[The records]
----
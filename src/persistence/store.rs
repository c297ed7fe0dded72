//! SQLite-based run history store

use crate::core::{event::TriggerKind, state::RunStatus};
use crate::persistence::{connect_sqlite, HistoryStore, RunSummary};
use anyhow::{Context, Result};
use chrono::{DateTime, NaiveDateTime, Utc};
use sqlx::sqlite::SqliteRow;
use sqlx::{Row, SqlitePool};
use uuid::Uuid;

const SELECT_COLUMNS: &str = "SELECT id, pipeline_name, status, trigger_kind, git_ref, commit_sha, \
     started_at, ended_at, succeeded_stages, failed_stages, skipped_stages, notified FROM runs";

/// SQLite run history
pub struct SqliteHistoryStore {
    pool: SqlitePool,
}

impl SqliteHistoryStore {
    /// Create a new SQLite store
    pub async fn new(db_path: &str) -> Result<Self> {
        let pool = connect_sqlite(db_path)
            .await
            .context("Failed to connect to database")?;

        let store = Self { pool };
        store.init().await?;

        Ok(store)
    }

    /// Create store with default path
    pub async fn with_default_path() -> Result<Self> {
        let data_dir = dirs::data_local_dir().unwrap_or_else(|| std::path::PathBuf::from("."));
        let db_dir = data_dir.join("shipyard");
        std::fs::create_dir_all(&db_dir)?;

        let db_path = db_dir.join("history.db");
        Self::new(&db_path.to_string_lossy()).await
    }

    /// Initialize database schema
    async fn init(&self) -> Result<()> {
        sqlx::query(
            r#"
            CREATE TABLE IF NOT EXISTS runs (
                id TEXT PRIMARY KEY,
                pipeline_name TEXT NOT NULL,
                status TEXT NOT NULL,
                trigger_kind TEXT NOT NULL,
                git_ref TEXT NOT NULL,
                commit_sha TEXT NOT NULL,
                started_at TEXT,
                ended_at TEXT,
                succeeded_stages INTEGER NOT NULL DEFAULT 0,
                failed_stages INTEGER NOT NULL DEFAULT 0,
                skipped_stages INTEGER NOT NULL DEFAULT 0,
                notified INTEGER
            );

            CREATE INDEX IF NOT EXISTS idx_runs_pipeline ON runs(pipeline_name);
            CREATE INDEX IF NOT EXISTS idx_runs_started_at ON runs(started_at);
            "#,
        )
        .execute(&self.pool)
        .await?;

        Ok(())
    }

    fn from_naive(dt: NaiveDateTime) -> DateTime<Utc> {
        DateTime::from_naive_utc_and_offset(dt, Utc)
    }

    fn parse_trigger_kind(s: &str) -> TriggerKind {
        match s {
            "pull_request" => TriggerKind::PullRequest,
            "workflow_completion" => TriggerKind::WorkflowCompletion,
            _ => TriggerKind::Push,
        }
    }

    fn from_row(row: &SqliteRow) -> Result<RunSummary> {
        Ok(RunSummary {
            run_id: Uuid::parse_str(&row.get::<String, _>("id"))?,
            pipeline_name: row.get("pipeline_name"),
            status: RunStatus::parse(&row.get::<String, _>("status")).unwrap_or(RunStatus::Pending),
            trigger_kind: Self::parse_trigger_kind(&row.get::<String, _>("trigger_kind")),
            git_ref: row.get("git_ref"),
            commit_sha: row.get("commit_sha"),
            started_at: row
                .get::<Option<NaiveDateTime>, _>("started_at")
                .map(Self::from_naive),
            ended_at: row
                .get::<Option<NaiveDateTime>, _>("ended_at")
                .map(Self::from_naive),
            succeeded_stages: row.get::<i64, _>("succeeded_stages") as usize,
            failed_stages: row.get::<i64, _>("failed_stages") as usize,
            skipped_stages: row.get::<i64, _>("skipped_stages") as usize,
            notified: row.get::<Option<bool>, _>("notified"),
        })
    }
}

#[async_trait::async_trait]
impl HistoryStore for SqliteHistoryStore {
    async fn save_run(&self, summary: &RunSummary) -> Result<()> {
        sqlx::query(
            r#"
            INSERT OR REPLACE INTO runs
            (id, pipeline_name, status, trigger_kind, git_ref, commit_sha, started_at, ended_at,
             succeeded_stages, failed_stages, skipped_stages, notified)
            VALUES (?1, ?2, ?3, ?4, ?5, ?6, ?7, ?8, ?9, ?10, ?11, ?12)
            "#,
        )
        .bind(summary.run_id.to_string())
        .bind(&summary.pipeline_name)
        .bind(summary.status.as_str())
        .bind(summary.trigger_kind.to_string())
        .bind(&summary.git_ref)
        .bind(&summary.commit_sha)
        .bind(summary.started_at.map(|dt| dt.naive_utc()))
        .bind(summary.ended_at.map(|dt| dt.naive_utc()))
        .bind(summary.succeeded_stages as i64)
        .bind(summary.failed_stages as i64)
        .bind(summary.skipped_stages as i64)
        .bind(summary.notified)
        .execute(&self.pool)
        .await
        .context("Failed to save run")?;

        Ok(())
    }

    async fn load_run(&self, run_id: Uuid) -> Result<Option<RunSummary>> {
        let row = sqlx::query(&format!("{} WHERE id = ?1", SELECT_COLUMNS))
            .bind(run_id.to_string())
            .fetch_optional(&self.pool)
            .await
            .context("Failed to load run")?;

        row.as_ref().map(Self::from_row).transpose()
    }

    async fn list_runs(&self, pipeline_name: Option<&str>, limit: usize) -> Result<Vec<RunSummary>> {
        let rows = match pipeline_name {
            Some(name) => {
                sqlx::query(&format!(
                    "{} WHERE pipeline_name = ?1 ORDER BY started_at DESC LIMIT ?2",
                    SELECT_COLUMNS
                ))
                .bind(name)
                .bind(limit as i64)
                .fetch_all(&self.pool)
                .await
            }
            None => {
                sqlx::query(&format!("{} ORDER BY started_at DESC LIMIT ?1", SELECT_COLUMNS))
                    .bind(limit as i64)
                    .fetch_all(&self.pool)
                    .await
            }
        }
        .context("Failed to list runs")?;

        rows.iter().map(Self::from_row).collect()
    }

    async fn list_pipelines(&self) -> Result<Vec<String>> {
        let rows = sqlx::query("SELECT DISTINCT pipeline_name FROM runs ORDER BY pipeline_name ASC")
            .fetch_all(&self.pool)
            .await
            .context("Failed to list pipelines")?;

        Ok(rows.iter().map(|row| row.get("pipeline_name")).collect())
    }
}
----
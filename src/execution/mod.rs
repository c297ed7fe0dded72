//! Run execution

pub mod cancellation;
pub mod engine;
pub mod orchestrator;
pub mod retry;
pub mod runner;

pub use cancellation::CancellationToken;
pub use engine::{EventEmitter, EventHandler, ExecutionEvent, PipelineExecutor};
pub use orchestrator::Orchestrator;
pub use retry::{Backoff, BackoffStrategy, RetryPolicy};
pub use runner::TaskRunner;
----
[The task]
Using the data above, tally each line that contains "filename". Write only the total.

[Response below]
2